-- Given information follows --

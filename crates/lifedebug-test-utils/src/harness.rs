// SPDX-FileCopyrightText: 2026 Life Debugger Contributors
// SPDX-License-Identifier: MIT OR Apache-2.0

//! Test harness for end-to-end session testing.
//!
//! `TestHarness` wires a [`Session`] to a [`ReportClient`] and [`ChatClient`]
//! backed by a shared [`MockProvider`], so a test can drive image selection,
//! analysis and chat and then inspect the recorded provider requests.

use std::sync::Arc;

use lifedebug_agent::{ChatClient, ImageIntake, ReportClient, Session};
use lifedebug_core::{AnalysisVibe, ImageFile, LifeDebugError, LifeDebugReport, ProviderAdapter};

use crate::mock_provider::{MockProvider, MockReply};

/// Model name the harness clients send.
pub const TEST_MODEL: &str = "gemini-test";

/// Thinking budget the harness report client sends.
pub const TEST_THINKING_BUDGET: u32 = 2048;

/// Smallest valid JPEG header, enough for intake.
pub const SAMPLE_JPEG: &[u8] = &[0xFF, 0xD8, 0xFF, 0xE0, 0x00, 0x10, b'J', b'F', b'I', b'F'];

/// A JPEG [`ImageFile`] built through intake.
pub fn sample_image() -> ImageFile {
    ImageIntake::from_bytes(SAMPLE_JPEG, "image/jpeg")
        .unwrap_or_else(|e| panic!("sample image must be accepted: {e}"))
}

/// A schema-conforming report body, as the model would return it.
pub fn sample_report_json() -> String {
    serde_json::json!({
        "ai_reaction": "Your desk called. It wants a lawyer.",
        "whats_broken": "Three weeks of mail and four coffee mugs.",
        "why_it_matters": "Unpaid bills hide in the pile.",
        "optimized_version": "One tray, zero mugs, bills filed.",
        "step_by_step_fix": ["Return the mugs", "Sort the mail", "File the bills"],
        "priority_tasks": ["P1: pay the electric bill", "P2: recycle flyers", "P3: buy a tray"],
        "future_prevention_plan": ["Open mail the day it arrives", "Mugs never stay overnight"],
        "follow_up_question": "Mugs first. Go. Tell me when they're in the sink?"
    })
    .to_string()
}

/// [`sample_report_json`] as a parsed report.
pub fn sample_report() -> LifeDebugReport {
    serde_json::from_str(&sample_report_json())
        .unwrap_or_else(|e| panic!("sample report must parse: {e}"))
}

/// Builder for creating test environments with configurable options.
pub struct TestHarnessBuilder {
    replies: Vec<MockReply>,
    default_vibe: AnalysisVibe,
}

impl TestHarnessBuilder {
    fn new() -> Self {
        Self {
            replies: Vec::new(),
            default_vibe: AnalysisVibe::default(),
        }
    }

    /// Append scripted provider replies, consumed in call order.
    pub fn with_replies(mut self, replies: Vec<MockReply>) -> Self {
        self.replies.extend(replies);
        self
    }

    /// Queue a successful analysis reply ahead of any other replies.
    pub fn with_sample_report(mut self) -> Self {
        self.replies.insert(0, MockReply::Text(sample_report_json()));
        self
    }

    pub fn with_default_vibe(mut self, vibe: AnalysisVibe) -> Self {
        self.default_vibe = vibe;
        self
    }

    pub fn build(self) -> TestHarness {
        let provider = Arc::new(MockProvider::with_replies(self.replies));
        let dyn_provider: Arc<dyn ProviderAdapter> = provider.clone();

        TestHarness {
            report_client: ReportClient::new(dyn_provider.clone(), TEST_MODEL, TEST_THINKING_BUDGET),
            chat_client: ChatClient::new(dyn_provider, TEST_MODEL),
            session: Session::new(self.default_vibe),
            provider,
        }
    }
}

/// A session wired to mock-backed clients.
pub struct TestHarness {
    /// The mock provider shared by both clients.
    pub provider: Arc<MockProvider>,
    pub report_client: ReportClient,
    pub chat_client: ChatClient,
    pub session: Session,
}

impl TestHarness {
    pub fn builder() -> TestHarnessBuilder {
        TestHarnessBuilder::new()
    }

    /// Select [`sample_image`] in the session.
    pub fn select_sample_image(&mut self) -> Result<(), LifeDebugError> {
        self.session.select_image(sample_image())
    }

    /// Run an analysis through the session.
    pub async fn analyze(&mut self) -> Result<(), LifeDebugError> {
        self.session.run_analysis(&self.report_client).await
    }

    /// Send a chat message through the session and return the reply.
    pub async fn chat(&mut self, text: &str) -> Result<String, LifeDebugError> {
        self.session.run_chat(&self.chat_client, text).await
    }
}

-- Given information concluded --

Among the records, find the lines that contain "MockReply" and copy each of them.

### Response
use crate::mock_provider::{MockProvider, MockReply};
    replies: Vec<MockReply>,
    pub fn with_replies(mut self, replies: Vec<MockReply>) -> Self {
        self.replies.insert(0, MockReply::Text(sample_report_json()));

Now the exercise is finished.